Yesterday, MacMaster apologized on the blog, saying “While the narrative voice may have been fictional, the facts on thıs blog are true and not mısleading as to the situation on the ground, I do not believe that I have harmed anyone — I feel that I have created an important voice for issues that I feel strongly about.”

Others on the ground in Syrian disagree sharply. MacMaster really did put a lot of people in harm’s way because of his vanity:

“MacMaster’s hoax aimed at enhancing continuous fabrications and lies against Syria in term (sic) of kidnapping bloggers and activists,” a report on state-run news agency SANA said.

Syrian state TV aired a report on MacMaster’s “lies.”

Linda S. Carbonell, Managing Editor of LezGetReal, also worried about MacMaster’s lies causing harm as well — to their web site:

The website that identified you, Electronic Intifada, thinks we are zionists working against the Palestinians. …Worse, that same site is accusing us of not existing. They accused our executive editor of being an avatar, called into question her qualifications and entire life experiences. …

Both Paula (Brooks) and I have close family members who work for the government. … Paula and I have always worked under pseudonyms to protect our families. Furthermore, because our site is blatantly and unapologetically liberal, we risk our own jobs if our site is connected to us. America is not free. It just pretends to be.

That was yesterday. And so today, we now learn that Paula Brooks isn’t who she says she is:

Just one day after the author behind a popular Syrian lesbian blog admitted to being a married, American man named Tom MacMaster, the editor of the lesbian news site Lez Get Real, with the tag­line “A Gay Girl’s View on the World,” acknowledged that he is also a man.

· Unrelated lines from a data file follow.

//! Card types and deck constants.

use core::fmt;

use serde::{Deserialize, Serialize};

/// Card suit.
#[derive(Debug, Clone, Copy, PartialEq, Eq, Hash, PartialOrd, Ord, Serialize, Deserialize)]
#[serde(rename_all = "snake_case")]
pub enum Suit {
    /// Hearts.
    Hearts,
    /// Diamonds.
    Diamonds,
    /// Clubs.
    Clubs,
    /// Spades.
    Spades,
}

impl Suit {
    /// All four suits, in deck-construction order.
    pub const ALL: [Self; 4] = [Self::Hearts, Self::Diamonds, Self::Clubs, Self::Spades];
}

impl fmt::Display for Suit {
    fn fmt(&self, f: &mut fmt::Formatter<'_>) -> fmt::Result {
        let symbol = match self {
            Self::Hearts => "\u{2665}",
            Self::Diamonds => "\u{2666}",
            Self::Clubs => "\u{2663}",
            Self::Spades => "\u{2660}",
        };
        f.write_str(symbol)
    }
}

/// Card rank, from ace through king.
#[derive(Debug, Clone, Copy, PartialEq, Eq, Hash, PartialOrd, Ord, Serialize, Deserialize)]
#[serde(rename_all = "snake_case")]
pub enum Rank {
    /// Ace, counted as 11 or 1 depending on the running total.
    Ace = 1,
    /// Two.
    Two,
    /// Three.
    Three,
    /// Four.
    Four,
    /// Five.
    Five,
    /// Six.
    Six,
    /// Seven.
    Seven,
    /// Eight.
    Eight,
    /// Nine.
    Nine,
    /// Ten.
    Ten,
    /// Jack, counted as 10.
    Jack,
    /// Queen, counted as 10.
    Queen,
    /// King, counted as 10.
    King,
}

impl Rank {
    /// All thirteen ranks, in deck-construction order.
    pub const ALL: [Self; 13] = [
        Self::Ace,
        Self::Two,
        Self::Three,
        Self::Four,
        Self::Five,
        Self::Six,
        Self::Seven,
        Self::Eight,
        Self::Nine,
        Self::Ten,
        Self::Jack,
        Self::Queen,
        Self::King,
    ];
}

impl fmt::Display for Rank {
    fn fmt(&self, f: &mut fmt::Formatter<'_>) -> fmt::Result {
        let label = match self {
            Self::Ace => "A",
            Self::Two => "2",
            Self::Three => "3",
            Self::Four => "4",
            Self::Five => "5",
            Self::Six => "6",
            Self::Seven => "7",
            Self::Eight => "8",
            Self::Nine => "9",
            Self::Ten => "10",
            Self::Jack => "J",
            Self::Queen => "Q",
            Self::King => "K",
        };
        f.write_str(label)
    }
}

/// A playing card.
#[derive(Debug, Clone, Copy, PartialEq, Eq, Hash, PartialOrd, Ord, Serialize, Deserialize)]
pub struct Card {
    /// The suit of the card.
    pub suit: Suit,
    /// The rank of the card.
    pub rank: Rank,
}

impl Card {
    /// Creates a new card.
    #[must_use]
    pub const fn new(suit: Suit, rank: Rank) -> Self {
        Self { suit, rank }
    }
}

impl fmt::Display for Card {
    /// Formats the card as rank followed by suit symbol, e.g. `A♠`.
    fn fmt(&self, f: &mut fmt::Formatter<'_>) -> fmt::Result {
        write!(f, "{}{}", self.rank, self.suit)
    }
}

/// Number of cards in a single deck.
pub const DECK_SIZE: usize = 52;
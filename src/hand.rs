//! Hand scoring and status classification.

use alloc::vec::Vec;
use core::fmt;

use serde::{Deserialize, Serialize};

use crate::card::{Card, Rank};

/// Returns the points a card contributes given the total scored so far.
///
/// Number cards are worth their face value and court cards are worth 10.
/// An ace is worth 11 while the running total is 10 or less, and 1
/// otherwise. Because the running total feeds back into each step, a
/// hand's score depends on the order its cards were dealt.
#[must_use]
pub const fn card_value(card: Card, running_total: u8) -> u8 {
    match card.rank {
        Rank::Ace => {
            if running_total <= 10 {
                11
            } else {
                1
            }
        }
        Rank::Jack | Rank::Queen | Rank::King => 10,
        numeral => numeral as u8,
    }
}

/// Hand status, derived from the cards on every query.
#[derive(Debug, Clone, Copy, PartialEq, Eq, Serialize, Deserialize)]
#[serde(rename_all = "snake_case")]
pub enum HandStatus {
    /// The hand can keep playing.
    Active,
    /// A natural: exactly two cards totalling 21.
    Blackjack,
    /// The hand went over 21.
    Bust,
}

impl fmt::Display for HandStatus {
    fn fmt(&self, f: &mut fmt::Formatter<'_>) -> fmt::Result {
        let label = match self {
            Self::Active => "active",
            Self::Blackjack => "blackjack",
            Self::Bust => "bust",
        };
        f.write_str(label)
    }
}

/// The cards held by one seat, in deal order.
///
/// Serializes as a plain array of cards.
#[derive(Debug, Clone, PartialEq, Eq, Serialize, Deserialize)]
#[serde(transparent)]
pub struct Hand {
    cards: Vec<Card>,
}

impl Hand {
    /// Creates an empty hand.
    #[must_use]
    pub const fn new() -> Self {
        Self { cards: Vec::new() }
    }

    /// Adds a card to the hand.
    pub fn add_card(&mut self, card: Card) {
        self.cards.push(card);
    }

    /// Returns the cards in the hand, in deal order.
    #[must_use]
    pub fn cards(&self) -> &[Card] {
        &self.cards
    }

    /// Returns the number of cards in the hand.
    #[must_use]
    pub fn len(&self) -> usize {
        self.cards.len()
    }

    /// Returns whether the hand has no cards.
    #[must_use]
    pub fn is_empty(&self) -> bool {
        self.cards.is_empty()
    }

    /// Returns whether the hand contains at least one ace.
    #[must_use]
    pub fn has_ace(&self) -> bool {
        self.cards.iter().any(|card| card.rank == Rank::Ace)
    }

    /// Scores the hand.
    ///
    /// Cards are folded in deal order through [`card_value`], then a hand
    /// holding more than one ace gets a single 10-point reduction if it
    /// finished over 21. There is no further demotion, so some multi-ace
    /// hands keep a bust score a re-scoring player would avoid.
    ///
    /// # Example
    ///
    /// ```
    /// use vingtun::{Card, Hand, Rank, Suit};
    ///
    /// let mut hand = Hand::new();
    /// hand.add_card(Card::new(Suit::Hearts, Rank::Ace));
    /// hand.add_card(Card::new(Suit::Spades, Rank::King));
    /// assert_eq!(hand.score(), 21);
    /// assert!(hand.is_blackjack());
    /// ```
    #[must_use]
    pub fn score(&self) -> u8 {
        let mut aces: u8 = 0;
        let mut score: u8 = 0;

        for card in &self.cards {
            if card.rank == Rank::Ace {
                aces += 1;
            }
            score = score.saturating_add(card_value(*card, score));
        }

        if aces > 1 && score > 21 {
            score -= 10;
        }

        score
    }

    /// Returns whether the hand is a natural: exactly two cards
    /// totalling 21.
    #[must_use]
    pub fn is_blackjack(&self) -> bool {
        self.cards.len() == 2 && self.score() == 21
    }

    /// Classifies the hand from its current cards.
    ///
    /// A 21 reached with three or more cards stays [`HandStatus::Active`];
    /// only a natural is [`HandStatus::Blackjack`].
    #[must_use]
    pub fn status(&self) -> HandStatus {
        let score = self.score();
        if self.is_blackjack() {
            HandStatus::Blackjack
        } else if score > 21 {
            HandStatus::Bust
        } else {
            HandStatus::Active
        }
    }
}

impl Default for Hand {
    fn default() -> Self {
        Self::new()
    }
}

impl From<Vec<Card>> for Hand {
    /// Builds a hand from cards already in deal order.
    fn from(cards: Vec<Card>) -> Self {
        Self { cards }
    }
}
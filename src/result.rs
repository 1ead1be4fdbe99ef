//! Round outcome resolution.

use core::fmt;

use serde::{Deserialize, Serialize};

use crate::hand::{Hand, HandStatus};

/// Outcome of a round.
#[derive(Debug, Clone, Copy, PartialEq, Eq, Serialize, Deserialize)]
#[serde(rename_all = "snake_case")]
pub enum GameResult {
    /// The round has not been resolved yet.
    NoResult,
    /// The player won.
    PlayerWin,
    /// The dealer won.
    DealerWin,
    /// The round was a push.
    Draw,
}

impl fmt::Display for GameResult {
    fn fmt(&self, f: &mut fmt::Formatter<'_>) -> fmt::Result {
        let label = match self {
            Self::NoResult => "no_result",
            Self::PlayerWin => "player_win",
            Self::DealerWin => "dealer_win",
            Self::Draw => "draw",
        };
        f.write_str(label)
    }
}

/// A push is two naturals, or equal scores with no natural on either
/// side. A natural against a three-or-more-card 21 is a win, not a draw.
fn is_draw(
    player_score: u8,
    player_status: HandStatus,
    dealer_score: u8,
    dealer_status: HandStatus,
) -> bool {
    let both_blackjack =
        player_status == HandStatus::Blackjack && dealer_status == HandStatus::Blackjack;
    let equal_without_blackjack = player_score == dealer_score
        && player_status != HandStatus::Blackjack
        && dealer_status != HandStatus::Blackjack;
    both_blackjack || equal_without_blackjack
}

/// Resolves a finished round from both final hands.
///
/// The checks run in order: player bust loses outright (even if the
/// dealer also busted), dealer bust wins for the player, then pushes,
/// then blackjack or the higher score decides it. [`GameResult::NoResult`]
/// is the fall-through for states the earlier arms already cover; it is
/// never returned for resolvable hands.
#[must_use]
pub fn determine_result(player: &Hand, dealer: &Hand) -> GameResult {
    let player_score = player.score();
    let player_status = player.status();
    if player_status == HandStatus::Bust {
        return GameResult::DealerWin;
    }

    let dealer_score = dealer.score();
    let dealer_status = dealer.status();
    if dealer_status == HandStatus::Bust {
        return GameResult::PlayerWin;
    }

    if is_draw(player_score, player_status, dealer_score, dealer_status) {
        return GameResult::Draw;
    }

    if player_status == HandStatus::Blackjack || player_score > dealer_score {
        return GameResult::PlayerWin;
    }

    if dealer_status == HandStatus::Blackjack || dealer_score > player_score {
        return GameResult::DealerWin;
    }

    GameResult::NoResult
}
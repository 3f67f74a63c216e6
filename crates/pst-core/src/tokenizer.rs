//! PST tokenizer: splits a byte buffer into words.
//!
//! A word runs until the next whitespace byte outside double quotes. Quotes
//! are not part of the word; instead every byte carries a *quotation mask*
//! bit recording whether it came from inside quotes (or from a backslash
//! escape). The mask is what lets the decoder tell `"123"` (a string) from
//! `123` (an integer), and `"-x"` (a string) from `-x` (a flag).
//!
//! # Escapes
//!
//! - `\a \b \e \f \n \r \t \v` produce the usual control bytes.
//! - `\` followed by a digit starts an octal escape of up to three digits.
//!   A value that would reach 256 is dropped rather than clamped.
//! - `\` followed by anything else produces that byte literally.

use crate::escape::{is_whitespace, unescape_named, WHITESPACE};
use crate::types::Value;
use tracing::{debug, trace};

/// Per-byte quotation mask of a [`Word`].
#[derive(Debug, Clone, Default, PartialEq, Eq)]
pub struct QuoteMask {
    bits: Vec<bool>,
    /// Set when a quoted byte was produced and later discarded (an octal
    /// escape overflowing 255). The word still counts as quoted.
    dropped_quoted: bool,
}

impl QuoteMask {
    fn push(&mut self, quoted: bool) {
        self.bits.push(quoted);
    }

    fn discard_last(&mut self) {
        if let Some(true) = self.bits.pop() {
            self.dropped_quoted = true;
        }
    }

    /// Whether byte `i` was quoted. Out-of-range positions read as unquoted.
    pub fn is_quoted(&self, i: usize) -> bool {
        self.bits.get(i).copied().unwrap_or(false)
    }

    /// Whether the last byte was quoted.
    pub fn last_quoted(&self) -> bool {
        self.bits.last().copied().unwrap_or(false)
    }

    /// True when no byte of the word was quoted or escaped.
    pub fn is_unquoted(&self) -> bool {
        !self.dropped_quoted && !self.bits.iter().any(|&q| q)
    }

    pub fn len(&self) -> usize {
        self.bits.len()
    }

    pub fn is_empty(&self) -> bool {
        self.bits.is_empty()
    }
}

/// One token of PST input.
#[derive(Debug, Clone, PartialEq, Eq)]
pub struct Word {
    /// The word's bytes with quotes removed and escapes resolved.
    pub bytes: Vec<u8>,
    pub mask: QuoteMask,
    /// Offset just past the word in the input buffer.
    pub end: usize,
}

impl Word {
    /// True if the word is exactly `token` and entirely unquoted.
    pub fn is_bare(&self, token: &[u8]) -> bool {
        self.bytes == token && self.mask.is_unquoted()
    }

    /// The literal value of this word. See [`classify`].
    pub fn value(&self) -> Value {
        classify(&self.bytes, &self.mask)
    }
}

/// Type a finished word.
///
/// A fully unquoted word is tried as `true`/`false`/`none`, then as an
/// integer, then as a float. Anything else, and any word with at least one
/// quoted byte, is a string.
pub fn classify(bytes: &[u8], mask: &QuoteMask) -> Value {
    if mask.is_unquoted() {
        if let Some(literal) = parse_literal(bytes) {
            return literal;
        }
    }
    Value::String(bytes.to_vec())
}

/// Parse `bytes` as an unquoted literal: keyword, integer or float.
///
/// The encoder quotes exactly the strings for which this returns `Some`.
pub fn parse_literal(bytes: &[u8]) -> Option<Value> {
    match bytes {
        b"true" => return Some(Value::Bool(true)),
        b"false" => return Some(Value::Bool(false)),
        b"none" => return Some(Value::Null),
        _ => {}
    }
    let text = std::str::from_utf8(bytes).ok()?;
    if let Ok(i) = text.parse::<i64>() {
        return Some(Value::Int(i));
    }
    if let Ok(f) = text.parse::<f64>() {
        return Some(Value::Float(f));
    }
    None
}

/// Escape state inside a word.
#[derive(Clone, Copy, PartialEq)]
enum Escape {
    None,
    /// Just saw `\`.
    Start,
    /// Inside an octal escape after `n` digits.
    Octal(u8),
}

/// Read the word starting at or after `start`, skipping leading bytes in
/// `whitespace`. Returns `None` once only whitespace remains.
///
/// With an empty `whitespace` set the whole remaining buffer is one word;
/// this is how pre-split command-line arguments are read.
pub fn read_word(input: &[u8], start: usize, whitespace: &[u8]) -> Option<Word> {
    let mut i = start;
    while i < input.len() && whitespace.contains(&input[i]) {
        i += 1;
    }
    if i >= input.len() {
        return None;
    }

    let mut bytes = Vec::new();
    let mut mask = QuoteMask::default();
    let mut escape = Escape::None;
    let mut quote = false;

    while i < input.len() {
        let c = input[i];
        match escape {
            Escape::Start => {
                if c.is_ascii_digit() {
                    bytes.push(c - b'0');
                    escape = Escape::Octal(1);
                } else {
                    bytes.push(unescape_named(c).unwrap_or(c));
                    escape = Escape::None;
                }
                mask.push(true);
            }
            Escape::Octal(digits) => {
                if !c.is_ascii_digit() {
                    // Not part of the escape; rescan it as a normal byte.
                    escape = Escape::None;
                    continue;
                }
                let acc = bytes.last().copied().map_or(0, u32::from) * 8 + u32::from(c - b'0');
                match u8::try_from(acc) {
                    Ok(b) => {
                        if let Some(last) = bytes.last_mut() {
                            *last = b;
                        }
                        escape = if digits >= 2 {
                            Escape::None
                        } else {
                            Escape::Octal(digits + 1)
                        };
                    }
                    Err(_) => {
                        debug!(value = acc, "dropping octal escape above 255");
                        bytes.pop();
                        mask.discard_last();
                        escape = Escape::None;
                    }
                }
            }
            Escape::None => {
                if c == b'"' {
                    quote = !quote;
                } else if c == b'\\' {
                    escape = Escape::Start;
                } else if !quote && whitespace.contains(&c) {
                    break;
                } else {
                    bytes.push(c);
                    mask.push(quote);
                }
            }
        }
        i += 1;
    }

    trace!(word = %String::from_utf8_lossy(&bytes), end = i, "read word");
    Some(Word {
        bytes,
        mask,
        end: i,
    })
}

/// Iterator over the words of a byte buffer.
///
/// ```rust
/// use pst_core::Tokenizer;
///
/// let words: Vec<Vec<u8>> = Tokenizer::new(b"a \"b c\" d").map(|w| w.bytes).collect();
/// assert_eq!(words, vec![b"a".to_vec(), b"b c".to_vec(), b"d".to_vec()]);
/// ```
#[derive(Debug, Clone)]
pub struct Tokenizer<'a> {
    input: &'a [u8],
    pos: usize,
    whitespace: &'a [u8],
}

impl<'a> Tokenizer<'a> {
    /// Tokenize `input` using the standard PST whitespace set.
    pub fn new(input: &'a [u8]) -> Self {
        Self::with_whitespace(input, WHITESPACE)
    }

    /// Tokenize `input` as exactly one word (no whitespace splitting).
    pub fn without_whitespace(input: &'a [u8]) -> Self {
        Self::with_whitespace(input, &[])
    }

    pub fn with_whitespace(input: &'a [u8], whitespace: &'a [u8]) -> Self {
        Self {
            input,
            pos: 0,
            whitespace,
        }
    }

    /// Current byte offset into the input.
    pub fn position(&self) -> usize {
        self.pos
    }
}

impl Iterator for Tokenizer<'_> {
    type Item = Word;

    fn next(&mut self) -> Option<Word> {
        let word = read_word(self.input, self.pos, self.whitespace)?;
        self.pos = word.end;
        Some(word)
    }
}

/// True if `bytes` contains a byte that would split it into several words.
pub(crate) fn has_whitespace(bytes: &[u8]) -> bool {
    bytes.iter().any(|&b| is_whitespace(b))
}
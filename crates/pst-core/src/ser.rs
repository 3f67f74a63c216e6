//! Serde bridge: turn any `T: Serialize` into a [`Value`].
//!
//! Enums follow serde's externally tagged layout (`{variant: payload}`), byte
//! buffers become strings, `()` and `None` become `none`. Values with no PST
//! form are rejected with [`PstError::UnsupportedValueType`]:
//!
//! - map keys that do not serialize to a string
//! - integers outside the `i64` range

use crate::encoder::{encode, EncodeOptions};
use crate::error::{PstError, Result};
use crate::types::{Map, Value};
use serde::ser::{self, Serialize};

/// Convert `value` into the PST value model.
///
/// ```rust
/// use pst_core::{to_value, Value};
///
/// assert_eq!(to_value(&vec![1, 2]).unwrap(), Value::Array(vec![1.into(), 2.into()]));
/// assert!(to_value(&u64::MAX).is_err());
/// ```
pub fn to_value<T>(value: &T) -> Result<Value>
where
    T: ?Sized + Serialize,
{
    value.serialize(ValueSerializer)
}

/// Serialize `value` straight to PST bytes.
pub fn to_vec<T>(value: &T, options: &EncodeOptions) -> Result<Vec<u8>>
where
    T: ?Sized + Serialize,
{
    Ok(encode(&to_value(value)?, options))
}

/// Serializer producing a [`Value`].
pub struct ValueSerializer;

pub struct SerializeVec {
    vec: Vec<Value>,
    /// Variant name for tuple variants: the sequence is wrapped as
    /// `{variant: [...]}`.
    variant: Option<&'static str>,
}

pub struct SerializeMap {
    map: Map,
    current_key: Option<Vec<u8>>,
    variant: Option<&'static str>,
}

fn tagged(variant: &'static str, payload: Value) -> Value {
    let mut map = Map::new();
    map.insert(variant.as_bytes().to_vec(), payload);
    Value::Map(map)
}

impl ser::Serializer for ValueSerializer {
    type Ok = Value;
    type Error = PstError;

    type SerializeSeq = SerializeVec;
    type SerializeTuple = SerializeVec;
    type SerializeTupleStruct = SerializeVec;
    type SerializeTupleVariant = SerializeVec;
    type SerializeMap = SerializeMap;
    type SerializeStruct = SerializeMap;
    type SerializeStructVariant = SerializeMap;

    fn serialize_bool(self, v: bool) -> Result<Value> {
        Ok(Value::Bool(v))
    }

    fn serialize_i8(self, v: i8) -> Result<Value> {
        Ok(Value::Int(i64::from(v)))
    }

    fn serialize_i16(self, v: i16) -> Result<Value> {
        Ok(Value::Int(i64::from(v)))
    }

    fn serialize_i32(self, v: i32) -> Result<Value> {
        Ok(Value::Int(i64::from(v)))
    }

    fn serialize_i64(self, v: i64) -> Result<Value> {
        Ok(Value::Int(v))
    }

    fn serialize_i128(self, v: i128) -> Result<Value> {
        i64::try_from(v)
            .map(Value::Int)
            .map_err(|_| PstError::unsupported(format!("integer {v} does not fit in i64")))
    }

    fn serialize_u8(self, v: u8) -> Result<Value> {
        Ok(Value::Int(i64::from(v)))
    }

    fn serialize_u16(self, v: u16) -> Result<Value> {
        Ok(Value::Int(i64::from(v)))
    }

    fn serialize_u32(self, v: u32) -> Result<Value> {
        Ok(Value::Int(i64::from(v)))
    }

    fn serialize_u64(self, v: u64) -> Result<Value> {
        i64::try_from(v)
            .map(Value::Int)
            .map_err(|_| PstError::unsupported(format!("integer {v} does not fit in i64")))
    }

    fn serialize_u128(self, v: u128) -> Result<Value> {
        i64::try_from(v)
            .map(Value::Int)
            .map_err(|_| PstError::unsupported(format!("integer {v} does not fit in i64")))
    }

    fn serialize_f32(self, v: f32) -> Result<Value> {
        Ok(Value::Float(f64::from(v)))
    }

    fn serialize_f64(self, v: f64) -> Result<Value> {
        Ok(Value::Float(v))
    }

    fn serialize_char(self, v: char) -> Result<Value> {
        Ok(Value::from(v.to_string()))
    }

    fn serialize_str(self, v: &str) -> Result<Value> {
        Ok(Value::from(v))
    }

    fn serialize_bytes(self, v: &[u8]) -> Result<Value> {
        Ok(Value::from(v))
    }

    fn serialize_none(self) -> Result<Value> {
        Ok(Value::Null)
    }

    fn serialize_some<T>(self, value: &T) -> Result<Value>
    where
        T: ?Sized + Serialize,
    {
        value.serialize(self)
    }

    fn serialize_unit(self) -> Result<Value> {
        Ok(Value::Null)
    }

    fn serialize_unit_struct(self, _name: &'static str) -> Result<Value> {
        Ok(Value::Null)
    }

    fn serialize_unit_variant(
        self,
        _name: &'static str,
        _variant_index: u32,
        variant: &'static str,
    ) -> Result<Value> {
        Ok(Value::from(variant))
    }

    fn serialize_newtype_struct<T>(self, _name: &'static str, value: &T) -> Result<Value>
    where
        T: ?Sized + Serialize,
    {
        value.serialize(self)
    }

    fn serialize_newtype_variant<T>(
        self,
        _name: &'static str,
        _variant_index: u32,
        variant: &'static str,
        value: &T,
    ) -> Result<Value>
    where
        T: ?Sized + Serialize,
    {
        Ok(tagged(variant, to_value(value)?))
    }

    fn serialize_seq(self, len: Option<usize>) -> Result<SerializeVec> {
        Ok(SerializeVec::new(len.unwrap_or(0), None))
    }

    fn serialize_tuple(self, len: usize) -> Result<SerializeVec> {
        Ok(SerializeVec::new(len, None))
    }

    fn serialize_tuple_struct(self, _name: &'static str, len: usize) -> Result<SerializeVec> {
        Ok(SerializeVec::new(len, None))
    }

    fn serialize_tuple_variant(
        self,
        _name: &'static str,
        _variant_index: u32,
        variant: &'static str,
        len: usize,
    ) -> Result<SerializeVec> {
        Ok(SerializeVec::new(len, Some(variant)))
    }

    fn serialize_map(self, _len: Option<usize>) -> Result<SerializeMap> {
        Ok(SerializeMap::new(None))
    }

    fn serialize_struct(self, _name: &'static str, _len: usize) -> Result<SerializeMap> {
        Ok(SerializeMap::new(None))
    }

    fn serialize_struct_variant(
        self,
        _name: &'static str,
        _variant_index: u32,
        variant: &'static str,
        _len: usize,
    ) -> Result<SerializeMap> {
        Ok(SerializeMap::new(Some(variant)))
    }
}

impl SerializeVec {
    fn new(capacity: usize, variant: Option<&'static str>) -> Self {
        SerializeVec {
            vec: Vec::with_capacity(capacity),
            variant,
        }
    }

    fn push<T: ?Sized + Serialize>(&mut self, value: &T) -> Result<()> {
        self.vec.push(to_value(value)?);
        Ok(())
    }

    fn finish(self) -> Value {
        let array = Value::Array(self.vec);
        match self.variant {
            Some(variant) => tagged(variant, array),
            None => array,
        }
    }
}

impl SerializeMap {
    fn new(variant: Option<&'static str>) -> Self {
        SerializeMap {
            map: Map::new(),
            current_key: None,
            variant,
        }
    }

    fn field<T: ?Sized + Serialize>(&mut self, key: &'static str, value: &T) -> Result<()> {
        self.map.insert(key.as_bytes().to_vec(), to_value(value)?);
        Ok(())
    }

    fn finish(self) -> Value {
        let map = Value::Map(self.map);
        match self.variant {
            Some(variant) => tagged(variant, map),
            None => map,
        }
    }
}

impl ser::SerializeSeq for SerializeVec {
    type Ok = Value;
    type Error = PstError;

    fn serialize_element<T>(&mut self, value: &T) -> Result<()>
    where
        T: ?Sized + Serialize,
    {
        self.push(value)
    }

    fn end(self) -> Result<Value> {
        Ok(self.finish())
    }
}

impl ser::SerializeTuple for SerializeVec {
    type Ok = Value;
    type Error = PstError;

    fn serialize_element<T>(&mut self, value: &T) -> Result<()>
    where
        T: ?Sized + Serialize,
    {
        self.push(value)
    }

    fn end(self) -> Result<Value> {
        Ok(self.finish())
    }
}

impl ser::SerializeTupleStruct for SerializeVec {
    type Ok = Value;
    type Error = PstError;

    fn serialize_field<T>(&mut self, value: &T) -> Result<()>
    where
        T: ?Sized + Serialize,
    {
        self.push(value)
    }

    fn end(self) -> Result<Value> {
        Ok(self.finish())
    }
}

impl ser::SerializeTupleVariant for SerializeVec {
    type Ok = Value;
    type Error = PstError;

    fn serialize_field<T>(&mut self, value: &T) -> Result<()>
    where
        T: ?Sized + Serialize,
    {
        self.push(value)
    }

    fn end(self) -> Result<Value> {
        Ok(self.finish())
    }
}

impl ser::SerializeMap for SerializeMap {
    type Ok = Value;
    type Error = PstError;

    fn serialize_key<T>(&mut self, key: &T) -> Result<()>
    where
        T: ?Sized + Serialize,
    {
        match to_value(key)? {
            Value::String(s) => {
                self.current_key = Some(s);
                Ok(())
            }
            other => Err(PstError::unsupported(format!(
                "map key must be a string, found {}",
                other.type_name()
            ))),
        }
    }

    fn serialize_value<T>(&mut self, value: &T) -> Result<()>
    where
        T: ?Sized + Serialize,
    {
        let key = self
            .current_key
            .take()
            .ok_or_else(|| PstError::Custom("serialize_value called without serialize_key".into()))?;
        self.map.insert(key, to_value(value)?);
        Ok(())
    }

    fn end(self) -> Result<Value> {
        Ok(self.finish())
    }
}

impl ser::SerializeStruct for SerializeMap {
    type Ok = Value;
    type Error = PstError;

    fn serialize_field<T>(&mut self, key: &'static str, value: &T) -> Result<()>
    where
        T: ?Sized + Serialize,
    {
        self.field(key, value)
    }

    fn end(self) -> Result<Value> {
        Ok(self.finish())
    }
}

impl ser::SerializeStructVariant for SerializeMap {
    type Ok = Value;
    type Error = PstError;

    fn serialize_field<T>(&mut self, key: &'static str, value: &T) -> Result<()>
    where
        T: ?Sized + Serialize,
    {
        self.field(key, value)
    }

    fn end(self) -> Result<Value> {
        Ok(self.finish())
    }
}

“Paula Brooks,” editor of Lez Get Real since its founding in 2008, is actually Bill Graber, 58, a retired Ohio military man and construction worker who said he had adopted his wife’s identity online. Graber said she was unaware he had been using her name on his site.

Linda S. Corbonell responds to this latest body-blow to LezGetReal’s credibility with this rambling post just hours ago:

I am Linda Carbonell. That’s my maiden name. Back in the stone age when I got married, there was no question of keeping my own name, but it’s the name I call myself, and when one of the people my husband worked for in the Federal Judiciary threatened his job if I ever wrote another letter to an editor, I started using my maiden name to keep writing those letters and joining on-line political groups. Even though he’s retired, I’ve kept it up because I am me, not an extension of him.  So I will continue to write as Linda Carbonell, even though the Washington Post has, in my sister’s words, “outed” me as Linda Carbonell LaVictoire.

Maybe I’m too naive. It honestly never occurred to me that there were people who could take someone like my Reiny and create a life on the internet with it. I’m not dumb enough to believe everything on the net – heaven knows there is way too much junk, hate and conspiracy nonsense out there, but I never really questioned whether or not the people were real.

The past three days have been devastating for all of us on LezGetReal. “Paula Brooks” has been a part of our lives for three years now. I’m still trying to wrap my mind around this. It has been especially hard for Bridgette because theirs was a very good friendship.

Would that be Bridgette P. LaVictoire — who now happens to share the same last name as Linda Carbonell LaVictoire? Bridgette’s “interview” of “Dr. Paula Brooks” seems rather fawning, don’t you think?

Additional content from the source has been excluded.